IEA golden age of gas by 2035 but what about 2015?

04 Jul, 2011

The IEA foresees a Golden Age of Gas

There has been a steady stream of positive news on the outlook for natural gas over the past few months. One of the most prominent stories has been the publication of the IEA’s Golden Age of Gas scenario which presents a world energy market transitioning to natural gas domination over the next 25 years.

The unconventional gas revolution of the last few years has changed the perception of natural gas. The increasing cost and complexity of producing conventional reserves has been countered by the evolution of production techniques that allow access to an abundance of relatively low cost unconventional reserves. The IEA now estimate that there are over 800 tcm of remaining global recoverable reserves. This equates to 250 years of consumption based on current production levels. Reserves are split roughly 50:50 between conventional and unconventional (tight gas, shale gas and coal bed methane). As a point of comparison there was no mention of unconventional gas potential when gas reserves were analysed in the 2006 IEA World Energy Outlook.

There are also potential upsides in the reserve estimates as the shale gas estimates (largely based on US DOE EIA analysis) exclude potentially productive basins in China and the Middle East and do not consider the relatively unexplored potential of methane hydrates. The optimism associated with shale gas potential must be tempered with the uncertainty around the environmental impact of the fracking process and associated regulatory response (for example, France suspended all shale gas exploration in March this year). However the potential for unconventional gas to significantly diversify sources of supply, reduce geopolitical risk and promote competition amongst suppliers will be a key driving force behind its development.

The IEA sees global gas demand growth primarily driven by non-OECD countries, particularly China and India. The flexibility that gas offers in its ability to deliver diverse forms of energy (e.g. power, heat and transportation) supports growth across all demand sectors, but the IEA predicts the greatest increase in gas demand from power generation. This is likely to have some very interesting implications for gas infrastructure flexibility which we explore specifically in an article next week.

While coverage of the Golden Age of Gas report has focused on headline grabbing long term forecasts, the report also contains useful analysis of the somewhat more predictable 2015 horizon.

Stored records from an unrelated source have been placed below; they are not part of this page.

/// Конечный автомат проигрывания действий.
///
/// Ничего не рисует сам: на каждый тик таймера выбирает кадр и позицию и
/// передаёт их в `PetSurface`. Таймер (`AnimationClock`) только запускается
/// и останавливается здесь, ждёт его хост.
pub struct Sequencer {
    catalog: Arc<ActionCatalog>,
    state: SequencerState,
    clock: AnimationClock,
    rng: SmallRng,
}

impl Sequencer {
    pub fn new(catalog: Arc<ActionCatalog>) -> Self {
        Self::with_rng(catalog, SmallRng::from_os_rng())
    }

    pub fn with_rng(catalog: Arc<ActionCatalog>, rng: SmallRng) -> Self {
        info!(
            "Инициализация Sequencer для '{}' ({} действий)",
            catalog.character,
            catalog.len()
        );
        Self {
            catalog,
            state: SequencerState::default(),
            clock: AnimationClock::new(),
            rng,
        }
    }

    pub fn catalog(&self) -> &Arc<ActionCatalog> {
        &self.catalog
    }

    #[allow(dead_code)]
    pub fn state(&self) -> &SequencerState {
        &self.state
    }

    pub fn clock(&self) -> &AnimationClock {
        &self.clock
    }

    pub fn is_busy(&self) -> bool {
        self.state.is_playing || self.state.is_transitioning
    }

    /// Смена персонажа: текущая анимация и отложенное действие отбрасываются
    pub fn replace_catalog(&mut self, catalog: Arc<ActionCatalog>) {
        info!("Sequencer переключается на персонажа '{}'", catalog.character);
        self.clock.stop();
        self.state.reset();
        self.catalog = catalog;
    }

    /// Проиграть действие. В простое оно стартует сразу, иначе
    /// перезаписывает отложенное действие и будет запущено на ближайшем переходе.
    pub fn play_specific(&mut self, action_id: &str) {
        if self.is_busy() {
            match self.state.pending_action_id.replace(action_id.to_string()) {
                Some(previous) if previous != action_id => {
                    debug!("Отложенное действие '{}' заменено на '{}'", previous, action_id)
                }
                _ => debug!("Действие '{}' отложено до завершения текущего", action_id),
            }
            return;
        }

        self.start_specific(action_id);
    }

    /// Приветствие при наведении мыши: действие с id `default`, а если
    /// в каталоге такого нет - действие, на которое указывает привязка `default`
    pub fn greet(&mut self) {
        let greeting = if self.catalog.get(GREETING_ACTION).is_ok() {
            GREETING_ACTION.to_string()
        } else {
            self.catalog.directional.default.clone()
        };
        self.play_specific(&greeting);
    }

    /// Случайная последовательность из каталога; занятый движок не трогается
    pub fn play_random(&mut self) {
        if self.is_busy() {
            trace_if_enabled!("Sequencer занят, случайное действие пропущено");
            return;
        }

        let Some(sequence) = self.catalog.random_sequences().choose(&mut self.rng).cloned() else {
            debug!("У персонажа '{}' нет случайных последовательностей", self.catalog.character);
            return;
        };

        debug_if_enabled!(
            "Случайная последовательность: {:?}",
            sequence.iter().map(|a| a.id.as_str()).collect::<Vec<_>>()
        );
        self.start_sequence(sequence);
    }

    /// Один тик таймера анимации: ровно один кадр
    pub fn on_tick(&mut self, surface: &mut dyn PetSurface) {
        if !self.state.is_playing || self.state.sequence_index >= self.state.active_sequence.len() {
            self.clock.stop();
            return;
        }

        let action = Arc::clone(&self.state.active_sequence[self.state.sequence_index]);
        let Some(frame) = action.images.get(self.state.frame_index) else {
            warn!("Действие '{}' без кадра #{}", action.id, self.state.frame_index);
            self.go_idle();
            return;
        };
        surface.show_frame(frame);

        let border = self.catalog.size as i32;
        let next = if action.needs_move {
            movement::next_position(surface.position(), &action, surface.screen(), border)
        } else {
            movement::stationary_position(surface.position(), surface.screen(), border)
        };
        surface.move_to(next);

        self.state.frame_index += 1;
        if self.state.frame_index < action.frame_count() {
            return;
        }

        // Прошли все кадры действия
        self.state.frame_index = 0;
        self.state.remaining_repeats = self.state.remaining_repeats.saturating_sub(1);
        if self.state.remaining_repeats > 0 {
            return;
        }

        debug_if_enabled!("Действие '{}' завершено", action.id);
        self.state.sequence_index += 1;
        self.clock.stop();
        self.transition();
    }

    /// Переход между действиями. Отложенное действие всегда побеждает
    /// остаток текущей последовательности, остаток отбрасывается.
    fn transition(&mut self) {
        self.state.is_transitioning = true;

        if let Some(next_id) = self.state.pending_action_id.take() {
            self.state.is_playing = false;
            self.start_specific(&next_id);
            if !self.state.is_playing {
                self.go_idle();
            }
        } else if self.state.sequence_index < self.state.active_sequence.len() {
            self.start_current_action();
        } else {
            self.go_idle();
        }

        self.state.is_transitioning = false;
    }

    fn start_specific(&mut self, action_id: &str) {
        match self.catalog.get(action_id) {
            Ok(action) => {
                let action = Arc::clone(action);
                self.start_sequence(vec![action]);
            }
            Err(e) => warn!("Действие пропущено: {}", e),
        }
    }

    fn start_sequence(&mut self, sequence: Vec<Arc<Action>>) {
        self.state.active_sequence = sequence;
        self.state.sequence_index = 0;
        self.state.frame_index = 0;
        self.state.is_playing = true;
        self.start_current_action();
    }

    fn start_current_action(&mut self) {
        let Some(action) = self.state.active_sequence.get(self.state.sequence_index).cloned() else {
            self.go_idle();
            return;
        };

        debug_if_enabled!("Старт действия {}", action);
        self.state.frame_index = 0;
        self.state.remaining_repeats = action.repeat_count;
        self.clock.start(action.frame_interval);
    }

    fn go_idle(&mut self) {
        self.clock.stop();
        self.state.active_sequence.clear();
        self.state.sequence_index = 0;
        self.state.frame_index = 0;
        self.state.remaining_repeats = 0;
        self.state.is_playing = false;
    }
}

Global gas market over a 2015 horizon

The key issue facing the global gas market over a 2015 horizon is the extent to which the current gas supply glut is alleviated. The supply glut is the result of a combination of a number of factors: demand destruction from the financial crisis, the emergence of unconventional gas production in the United States and the commissioning of a large volume of LNG liquefaction capacity. The supply glut has already been alleviated to some extent in 2010-11 by strong demand growth, particularly in the Asia Pacific region. The IEA sees this set to continue as Japan, the world’s largest importer of LNG, looks to increase its gas imports as a replacement for nuclear generation and Asian developing economy growth continues. The United States is forecast to remain broadly self sufficient to 2015 as a result of the domestic shale gas boom. Europe, with a continuing decline in indigenous production, is likely to be competing for LNG with countries in the Asia Pacific region as supply and demand conditions return to balance.

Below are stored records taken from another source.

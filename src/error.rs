//! Error types for Berth

use std::path::PathBuf;
use std::time::Duration;
use thiserror::Error;

/// Result type for Berth operations
pub type Result<T> = std::result::Result<T, BerthError>;

/// Configuration errors
///
/// All of these are detected while loading the compose document, before any
/// network, volume or container is touched.
#[derive(Error, Debug, Clone, PartialEq, Eq)]
pub enum ConfigError {
    #[error("Duplicate name: {0}")]
    DuplicateName(String),

    #[error("Unknown service: {0}")]
    UnknownService(String),

    #[error("Service '{service}' depends on unknown service '{dependency}'")]
    DanglingDependency { service: String, dependency: String },

    #[error("Cyclic dependency detected: {}", .path.join(" -> "))]
    CyclicDependency { path: Vec<String> },

    #[error("Service '{0}' must have either 'image' or 'build' specified")]
    MissingImage(String),

    #[error("Service '{service}' mounts unknown volume '{volume}'")]
    UnknownVolume { service: String, volume: String },

    #[error("Invalid readiness endpoint '{endpoint}': {reason}")]
    InvalidEndpoint { endpoint: String, reason: String },

    #[error("Invalid duration: {0}")]
    InvalidDuration(String),

    #[error("Service '{service}' has invalid restart policy '{value}'")]
    InvalidRestartPolicy { service: String, value: String },

    #[error("No compose file found in {}", .0.display())]
    FileNotFound(PathBuf),

    #[error("Compose file parse error: {0}")]
    Parse(String),
}

/// Berth error types
#[derive(Error, Debug)]
pub enum BerthError {
    #[error(transparent)]
    Config(#[from] ConfigError),

    #[error("Launch error for service '{service}': {message}")]
    Launch { service: String, message: String },

    #[error("Readiness timeout for {endpoint} after {elapsed:?}")]
    ReadinessTimeout { endpoint: String, elapsed: Duration },

    #[error("Readiness probe for {endpoint} failed: {source}")]
    Probe {
        endpoint: String,
        #[source]
        source: std::io::Error,
    },

    #[error("Service '{service}' cannot start: dependency '{dependency}' did not become ready")]
    DependencyFailed { service: String, dependency: String },

    #[error("Service '{service}' exhausted {attempts} restart attempts")]
    RestartsExhausted { service: String, attempts: u32 },

    #[error("Service '{service}' cannot move from {from} to {to}")]
    InvalidTransition {
        service: String,
        from: String,
        to: String,
    },

    #[error("Launch aborted: {} service(s) failed ({})", .failures.len(), .failures.iter().map(|f| f.service.as_str()).collect::<Vec<_>>().join(", "))]
    LaunchAborted { failures: Vec<InstanceFailure> },

    #[error("Operation cancelled")]
    Cancelled,

    #[error("Runtime error: {0}")]
    Runtime(String),

    #[error("IO error: {0}")]
    Io(#[from] std::io::Error),

    #[error("JSON error: {0}")]
    Json(#[from] serde_json::Error),
}

impl BerthError {
    /// Name of the error kind, as reported to the user
    pub fn kind(&self) -> &'static str {
        match self {
            BerthError::Config(_) => "ConfigError",
            BerthError::Launch { .. } | BerthError::DependencyFailed { .. } => "LaunchError",
            BerthError::ReadinessTimeout { .. } => "ReadinessTimeoutError",
            BerthError::Probe { .. } => "ProbeError",
            BerthError::RestartsExhausted { .. } => "RestartError",
            BerthError::InvalidTransition { .. } => "StateError",
            BerthError::LaunchAborted { .. } => "LaunchAbortedError",
            BerthError::Cancelled => "CancelledError",
            BerthError::Runtime(_) => "RuntimeError",
            BerthError::Io(_) => "IoError",
            BerthError::Json(_) => "JsonError",
        }
    }

    /// Process exit code for this error
    pub fn exit_code(&self) -> i32 {
        match self {
            BerthError::Config(_) => 2,
            BerthError::Cancelled => 0,
            _ => 1,
        }
    }

    /// Whether this error came from a cancellation request
    pub fn is_cancelled(&self) -> bool {
        matches!(self, BerthError::Cancelled)
    }

    pub(crate) fn launch(service: &str, message: impl Into<String>) -> Self {
        BerthError::Launch {
            service: service.to_string(),
            message: message.into(),
        }
    }
}

/// A failure contained to one service instance
#[derive(Debug, Clone, PartialEq, Eq)]
pub struct InstanceFailure {
    /// Service name
    pub service: String,
    /// Error kind (see [`BerthError::kind`])
    pub kind: &'static str,
    /// Rendered error message
    pub message: String,
}

impl InstanceFailure {
    /// Record a failure of `service` caused by `error`
    pub fn new(service: &str, error: &BerthError) -> Self {
        Self {
            service: service.to_string(),
            kind: error.kind(),
            message: error.to_string(),
        }
    }
}

impl std::fmt::Display for InstanceFailure {
    fn fmt(&self, f: &mut std::fmt::Formatter<'_>) -> std::fmt::Result {
        write!(f, "{}: {}: {}", self.service, self.kind, self.message)
    }
}

#[cfg(test)]
mod tests {
    use super::*;

    #[test]
    fn test_exit_codes() {
        let config: BerthError = ConfigError::UnknownService("y".to_string()).into();
        assert_eq!(config.exit_code(), 2);
        assert_eq!(BerthError::Cancelled.exit_code(), 0);
        assert_eq!(BerthError::launch("web", "pull failed").exit_code(), 1);
    }

    #[test]
    fn test_cycle_message_names_path() {
        let err = ConfigError::CyclicDependency {
            path: vec!["a".to_string(), "b".to_string(), "a".to_string()],
        };
        assert_eq!(err.to_string(), "Cyclic dependency detected: a -> b -> a");
    }

    #[test]
    fn test_instance_failure_display() {
        let err = BerthError::ReadinessTimeout {
            endpoint: "db:5432".to_string(),
            elapsed: Duration::from_secs(30),
        };
        let failure = InstanceFailure::new("db", &err);
        assert_eq!(failure.kind, "ReadinessTimeoutError");
        assert_eq!(
            failure.to_string(),
            "db: ReadinessTimeoutError: Readiness timeout for db:5432 after 30s"
        );
    }
}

The IEA’s view of the global supply and demand balance for 2015 is summarised in Chart 1.

Chart 1: Global supply and demand balance in 2015 (source: Timera Energy graphic based on IEA data)

The big story that is emerging is the role that China will play in the global gas market. China’s 12th Five Year Plan, covering 2011-15, looks to promote energy efficiency and the use of cleaner energy sources to power its economic growth. This includes targeting an 8.3% share for natural gas in primary energy demand by 2015 (or 260 bcm up from 85 bcm in 2008). The most likely sources of increase in natural gas demand are from residential gas use and power generation. It should be noted that the increase in gas fired generation capacity is policy driven, as new coal capacity has a significantly lower cost base than CCGT gas plants given low domestic coal prices.

Whilst higher global gas prices have encouraged the development of domestic production, China is also preparing for an increase in imports with additional LNG regasification and pipeline projects under construction or in planning. Marginal LNG demand growth from Asia will be a key driver of global gas market dynamics given that the recent growth in global LNG capacity is levelling out and the majority of forecast production is already committed via long term contracts as illustrated in Chart 2.

Chart 2: Asian sources of supply versus global LNG production (source Wood Mackenzie and Statoil)

The potential implications for Europe are significant. If China’s economic growth continues unabated, Europe will find itself competing for LNG cargoes with the powerhouse of global growth and regional gas prices will rise accordingly. However, if China falters there may well be a return to the global supply glut conditions and depressed global LNG spot prices that have dominated the last three years.